Statements that we might wish to make for a module M include, but are not limited to:
- M is the officially recognized content for $path@$version.
- All dependencies within M represent the final MVS results for module resolution.
- All dependencies within M are correctly resolved to the officially recognized content for those dependencies.
- The CUE code within M is syntactically valid.
- All package-local identifiers within M resolve to actual identifiers.
- All package-relative identifiers within M resolve to actual identifiers
For our initial implementation, we will not implement attestation.
When fetching a module for the first time,
clients will have to trust the central registry to provide the expected content.
However, when downloading a module, the cue command will store the digest (SHA256 hash) of the contents of its dependencies.
This is analagous to the go.sum file used by Go:
the difference is that go.sum hashes source code
whereas this will hash the zip archive blobs that are stored in the registry.
This does mean that there is the potential for a non-deterministic association between the original files in a module and the resulting blob hash due to changing compression algorithms or inconsistent file metadata, so we may end up needing the Go-style source code checksum too.
One security-related aspect warrants particular discussion: that of dependency confusion.
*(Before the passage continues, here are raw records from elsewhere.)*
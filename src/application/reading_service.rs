// Reading service - Ingest and query use cases of the store gateway
use crate::application::error::GatewayError;
use crate::application::reading_repository::ReadingRepository;
use crate::domain::reading::{parse_value, Reading, WINDOW_DAYS};
use chrono::Utc;
use std::sync::Arc;

#[derive(Clone)]
pub struct ReadingService {
    repository: Arc<dyn ReadingRepository>,
}

impl ReadingService {
    pub fn new(repository: Arc<dyn ReadingRepository>) -> Self {
        Self { repository }
    }

    /// Validate `raw`, then write it stamped with the current time.
    /// Nothing is written when validation fails.
    pub async fn ingest(&self, raw: &str) -> Result<String, GatewayError> {
        let value = parse_value(raw)?;

        self.repository
            .write_reading(Utc::now(), value)
            .await
            .map_err(GatewayError::Upstream)?;

        tracing::info!(value, "reading written");
        Ok(format!("Value: '{}' written.", raw))
    }

    /// Readings from the trailing window, oldest first. The outcome is only
    /// classified once the whole result has been read.
    pub async fn query(&self) -> Result<Vec<Reading>, GatewayError> {
        let mut readings = self
            .repository
            .query_window(WINDOW_DAYS)
            .await
            .map_err(GatewayError::Upstream)?;

        if readings.is_empty() {
            return Err(GatewayError::NotFound);
        }

        readings.sort_by_key(|r| r.time);
        Ok(readings)
    }
}

#[cfg(test)]
pub(crate) mod tests {
    use super::*;
    use async_trait::async_trait;
    use chrono::{DateTime, Duration};
    use std::sync::Mutex;

    /// In-memory stand-in for the time-series store
    #[derive(Default)]
    pub(crate) struct MemoryRepository {
        pub readings: Mutex<Vec<Reading>>,
        pub fail: bool,
    }

    impl MemoryRepository {
        pub(crate) fn failing() -> Self {
            Self {
                fail: true,
                ..Default::default()
            }
        }

        pub(crate) fn with(readings: Vec<Reading>) -> Self {
            Self {
                readings: Mutex::new(readings),
                fail: false,
            }
        }
    }

    #[async_trait]
    impl ReadingRepository for MemoryRepository {
        async fn write_reading(&self, time: DateTime<Utc>, value: f64) -> anyhow::Result<()> {
            if self.fail {
                anyhow::bail!("write refused");
            }
            self.readings.lock().unwrap().push(Reading::new(time, value));
            Ok(())
        }

        async fn query_window(&self, days: u32) -> anyhow::Result<Vec<Reading>> {
            if self.fail {
                anyhow::bail!("query refused");
            }
            let since = Utc::now() - Duration::days(days as i64);
            Ok(self
                .readings
                .lock()
                .unwrap()
                .iter()
                .filter(|r| r.time >= since)
                .cloned()
                .collect())
        }
    }

    #[tokio::test]
    async fn test_ingest_then_query() {
        let service = ReadingService::new(Arc::new(MemoryRepository::default()));

        let before = Utc::now();
        let message = service.ingest("55.5").await.unwrap();
        let after = Utc::now();

        assert_eq!(message, "Value: '55.5' written.");

        let readings = service.query().await.unwrap();
        assert_eq!(readings.len(), 1);
        assert_eq!(readings[0].value, 55.5);
        assert!(readings[0].time >= before && readings[0].time <= after);
    }

    #[tokio::test]
    async fn test_invalid_value_is_not_written() {
        let repository = Arc::new(MemoryRepository::default());
        let service = ReadingService::new(repository.clone());

        let err = service.ingest("abc").await.unwrap_err();

        assert!(matches!(err, GatewayError::InvalidInput(_)));
        assert!(repository.readings.lock().unwrap().is_empty());
    }

    #[tokio::test]
    async fn test_duplicate_ingest_writes_twice() {
        let repository = Arc::new(MemoryRepository::default());
        let service = ReadingService::new(repository.clone());

        service.ingest("40").await.unwrap();
        service.ingest("40").await.unwrap();

        assert_eq!(repository.readings.lock().unwrap().len(), 2);
    }

    #[tokio::test]
    async fn test_empty_series_is_not_found() {
        let service = ReadingService::new(Arc::new(MemoryRepository::default()));

        assert!(matches!(service.query().await, Err(GatewayError::NotFound)));
    }

    #[tokio::test]
    async fn test_readings_outside_window_are_excluded() {
        let old = Reading::new(Utc::now() - Duration::days(45), 20.0);
        let service = ReadingService::new(Arc::new(MemoryRepository::with(vec![old])));

        assert!(matches!(service.query().await, Err(GatewayError::NotFound)));
    }

    #[tokio::test]
    async fn test_query_orders_by_time() {
        let now = Utc::now();
        let service = ReadingService::new(Arc::new(MemoryRepository::with(vec![
            Reading::new(now - Duration::hours(1), 2.0),
            Reading::new(now - Duration::hours(3), 1.0),
        ])));

        let readings = service.query().await.unwrap();
        assert_eq!(readings[0].value, 1.0);
        assert_eq!(readings[1].value, 2.0);
    }

    #[tokio::test]
    async fn test_store_failures_are_upstream_errors() {
        let service = ReadingService::new(Arc::new(MemoryRepository::failing()));

        assert!(matches!(service.ingest("10").await, Err(GatewayError::Upstream(_))));
        assert!(matches!(service.query().await, Err(GatewayError::Upstream(_))));
    }
}
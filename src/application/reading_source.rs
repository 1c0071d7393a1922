// Source trait for the gateway's reading feed, as seen by the proxy
use crate::application::error::ProxyError;
use async_trait::async_trait;

#[async_trait]
pub trait ReadingSource: Send + Sync {
    /// Fetch the gateway's query payload as JSON
    async fn fetch_readings(&self) -> Result<serde_json::Value, ProxyError>;
}
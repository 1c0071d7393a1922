// Presentation layer - HTTP surface and page rendering
pub mod app_state;
pub mod chart;
pub mod handlers;
pub mod page;
pub mod routes;
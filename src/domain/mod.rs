// Domain layer - Readings and the views derived from them
pub mod dashboard;
pub mod reading;
pub mod summary;
pub mod telemetry;
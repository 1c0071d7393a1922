// Dashboard and proxy endpoint - Dependency injection and server setup
use std::sync::Arc;

use humidity_monitor::application::dashboard_service::DashboardService;
use humidity_monitor::application::proxy_service::ProxyService;
use humidity_monitor::infrastructure::config::load_dashboard_config;
use humidity_monitor::infrastructure::gateway_client::GatewayClient;
use humidity_monitor::presentation::app_state::DashboardState;
use humidity_monitor::presentation::routes::dashboard_router;

#[tokio::main]
async fn main() -> anyhow::Result<()> {
    humidity_monitor::init_tracing();

    let config = load_dashboard_config()?;
    tracing::info!("Forwarding readings from {}", config.gateway.url);

    let proxy_service = ProxyService::new(Arc::new(GatewayClient::new(config.gateway.url)));
    let state = Arc::new(DashboardState {
        dashboard_service: DashboardService::new(proxy_service.clone()),
        proxy_service,
    });

    let addr = config.server.bind_address();
    let listener = tokio::net::TcpListener::bind(&addr).await?;
    tracing::info!("Dashboard on http://{}", addr);

    axum::serve(listener, dashboard_router(state)).await?;

    Ok(())
}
This is a security issue that has been noted in other languages. See this article for a good discussion of some specific cases and the overall topic.
Our proposal for CUE avoids this issue by its use of DNS-namespaced names. In particular, there is the assurance that if you do not control a given domain, you cannot upload a module inside that domain. For some special-cased multi-home domains, such as GitHub, an analogous mechanism would exist for sub-parts of the domain.
That means that it is straightforward for users to import their own private modules while mitigating against this attack by using their own domain as the import path for those modules. If someone can take over ownership of a company's domain, the company is already in serious trouble, so this seems like it should be reasonable from a security perspective.
Note that this attack only applies against newly added or updated dependencies. For existing dependencies, the checksum file inside a module will provide assurance that only the expected module contents will be used.
There is still the issue that DNS names can change ownership or be hijacked, which could open up a window of opportunity for would-be causers of dependency confusion. We can mitigate against that attack by associating some secret or public key with a given domain owner. Although a new domain owner technically has control over the domain, the central registry would deny their upload because they are unable to prove ownership of the same key. As with all key-based attestation, we would need to support key rotation too.